— Сеня, будь другом, поддай еще!
— Смотри, расклеишься, тогда тебя и по чертежам, соберешь!
— Не горюй, чудак! Такое счастье раз в год бывает, неужто упускать!
— Тогда держись! — от ведра воды, выплеснутого на камни, пар и пепел взвились столбом, ударились в низкий потолок, настежь распахнули дверь. Малышко, притаившийся было на полу, стремглав вылетел за порог.

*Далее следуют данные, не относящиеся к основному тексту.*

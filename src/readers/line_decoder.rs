use crate::models::header::HEADER_FIELD_COUNT;
use crate::models::record::RECORD_FIELD_COUNT;
use crate::models::{Header, Record};
use crate::readers::layout::{FieldSpec, LineLayout, Separator, Shape};
use crate::utils::constants::HEADER_INDICATOR;
use tracing::error;

/*
    Header record layout
    -------------------------------
    Variable        Columns Type
    -------------------------------
    HEADREC       1-  1  Character
    ID            2- 12  Character
    YEAR         14- 17  Integer
    MONTH        19- 20  Integer
    DAY          22- 23  Integer
    HOUR         25- 26  Integer
    RELTIME      28- 31  Integer
    NUMLEV       33- 36  Integer
    P_SRC        38- 45  Character
    NP_SRC       47- 54  Character
    LAT          56- 62  Integer
    LON          64- 71  Integer
    -------------------------------
    #USM00070261 1930 08 26 99 1700    6          cdmp-usm  648161 -1478767
*/
pub static HEADER_LAYOUT: LineLayout = LineLayout {
    marker: Some(HEADER_INDICATOR as u8),
    fields: &[
        FieldSpec::new("id", 2, Separator::None, Shape::Word { min: 11, max: 11 }),
        FieldSpec::new("year", 14, Separator::Blanks, Shape::Digits { min: 4, max: 4 }),
        FieldSpec::new("month", 19, Separator::Blanks, Shape::Digits { min: 2, max: 2 }),
        FieldSpec::new("day", 22, Separator::Blanks, Shape::Digits { min: 2, max: 2 }),
        FieldSpec::new("hour", 25, Separator::Blanks, Shape::Digits { min: 2, max: 2 }),
        FieldSpec::new("reltime", 28, Separator::Blanks, Shape::Digits { min: 1, max: 4 }),
        FieldSpec::new("numlev", 33, Separator::Blanks, Shape::Digits { min: 1, max: 4 }),
        FieldSpec::new("p_src", 38, Separator::Blanks, Shape::OptionalWord { max: 8 }),
        FieldSpec::new("np_src", 47, Separator::Blanks, Shape::OptionalWord { max: 8 }),
        FieldSpec::new("lat", 56, Separator::Blanks, Shape::Signed { max_digits: 7 }),
        FieldSpec::new("lon", 64, Separator::Blanks, Shape::Signed { max_digits: 7 }),
    ],
};

/*
    Data record layout
    -------------------------------
    Variable        Columns Type
    -------------------------------
    LVLTYP1         1-  1   Integer
    LVLTYP2         2-  2   Integer
    ETIME           4-  8   Integer
    PRESS          10- 15   Integer
    PFLAG          16- 16   Character
    GPH            17- 21   Integer
    ZFLAG          22- 22   Character
    TEMP           23- 27   Integer
    TFLAG          28- 28   Character
    RH             29- 33   Integer
    DPDP           35- 39   Integer
    WDIR           41- 45   Integer
    WSPD           47- 51   Integer
    -------------------------------
    10 -9999  40000  6440B -441B-9999 -9999   180   110
    20  9237   1043 30497B -461B    5   392   300   570
*/
pub static RECORD_LAYOUT: LineLayout = LineLayout {
    marker: None,
    fields: &[
        FieldSpec::new("lvltyp1", 1, Separator::None, Shape::Digits { min: 1, max: 1 }),
        FieldSpec::new("lvltyp2", 2, Separator::None, Shape::Digits { min: 1, max: 1 }),
        FieldSpec::new("etime", 4, Separator::Blanks, Shape::Signed { max_digits: 5 }),
        FieldSpec::new("press", 10, Separator::Blanks, Shape::Signed { max_digits: 6 }),
        FieldSpec::new("pflag", 16, Separator::None, Shape::Flag),
        FieldSpec::new("gph", 17, Separator::OptionalBlanks, Shape::Signed { max_digits: 5 }),
        FieldSpec::new("zflag", 22, Separator::None, Shape::Flag),
        FieldSpec::new("temp", 23, Separator::OptionalBlanks, Shape::Signed { max_digits: 5 }),
        FieldSpec::new("tflag", 28, Separator::None, Shape::Flag),
        FieldSpec::new("rh", 29, Separator::OptionalBlanks, Shape::Signed { max_digits: 5 }),
        FieldSpec::new("dpdp", 35, Separator::Blanks, Shape::Signed { max_digits: 5 }),
        FieldSpec::new("wdir", 41, Separator::Blanks, Shape::Signed { max_digits: 5 }),
        FieldSpec::new("wspd", 47, Separator::Blanks, Shape::Signed { max_digits: 5 }),
    ],
};

/// Decodes single IGRA lines. Failures are logged and reported as `None`.
pub struct LineDecoder;

impl LineDecoder {
    pub fn is_header_line(line: &str) -> bool {
        line.starts_with(HEADER_INDICATOR)
    }

    pub fn decode_header(line: &str) -> Option<Header> {
        let tokens = Self::parse(line, &HEADER_LAYOUT, HEADER_FIELD_COUNT)?;

        Header::from_tokens(&tokens)
            .inspect_err(|e| error!(line, error = %e, "Unable to parse header tokens"))
            .ok()
    }

    pub fn decode_record(line: &str) -> Option<Record> {
        let tokens = Self::parse(line, &RECORD_LAYOUT, RECORD_FIELD_COUNT)?;

        Record::from_tokens(&tokens)
            .inspect_err(|e| error!(line, error = %e, "Unable to parse record tokens"))
            .ok()
    }

    /// Split a line into exactly `required_tokens` trimmed tokens.
    pub fn parse<'a>(
        line: &'a str,
        layout: &LineLayout,
        required_tokens: usize,
    ) -> Option<Vec<&'a str>> {
        match layout.extract(line) {
            Ok(tokens) if tokens.len() == required_tokens => Some(tokens),
            Ok(tokens) => {
                error!(
                    line,
                    expected = required_tokens,
                    found = tokens.len(),
                    "Unexpected token count"
                );
                None
            }
            Err(e) => {
                error!(line, error = %e, "Unknown line format");
                None
            }
        }
    }
}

...«Перемирие» закончилось внезапно. Вечером прибежал связной:
— К полковнику! Вызывает!
Крутов пошел к Чернякову. За несколько часов облик избы изменился, в ней ничего не осталось «домашнего». В углу, возле порога, сидели телефонисты с аппаратами, а у приземистой русской печки попискивала рация. Радист, сосредоточенно уставясь на обшарканные кирпичи на припечке, работал ключом «на слух». Да и сам Черняков был уже не тот — в кителе, подтянутый, деловой. Он сидел спиной к окну, и скупой вечерний свет серебрил его седые виски. У стола, не облокачиваясь, сидел майор Еремеев в ватнике, с одутловатым и дряблым лицом. Глубокие морщины падали от крыльев широкого носа к унылым складкам в уголках рта. В армию он был взят из запаса, имел за плечами большой жизненный опыт и в полку командовал батальоном. Он не терпел смакования внешних признаков воинской дисциплины, но высоко ценил ее основное существо — подчинение твердому уставному порядку, сознательное отношение к выполнению своего долга.

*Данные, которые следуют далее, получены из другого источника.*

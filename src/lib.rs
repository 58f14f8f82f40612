pub mod archive;
pub mod cli;
pub mod config;
pub mod error;
pub mod models;
pub mod processors;
pub mod readers;
pub mod utils;
pub mod writers;

pub use error::{ProcessingError, Result};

— Если я дал задачу, — не раз говорил он, — я должен быть уверен, что она по силам человеку и будет хорошо выполнена. А как ее выполнить — дело другое. У каждого своя голова на плечах, пусть думает.
Казалось, он чувствовал себя распорядителем работ: каждого старался поставить с учетом прежней профессии, привычек, характера на такое место, где быстрее бы раскрывались его способности. Не всегда это удавалось сделать, но когда удавалось, — люди удивительно хорошо показывали себя. «Гражданка» проявлялась у него во всем и в первую очередь — в обращении. «Товарищи бойцы» были для него только в строю, а вне его — Петры Иванычи, Семенычи; провинившегося он не ставил «вертикально». чтобы лучше «снять стружку», а напирал на гражданскую сознательность, на совесть, что не мешало ему вгонять в пот какого-нибудь Тимофея Васильевича.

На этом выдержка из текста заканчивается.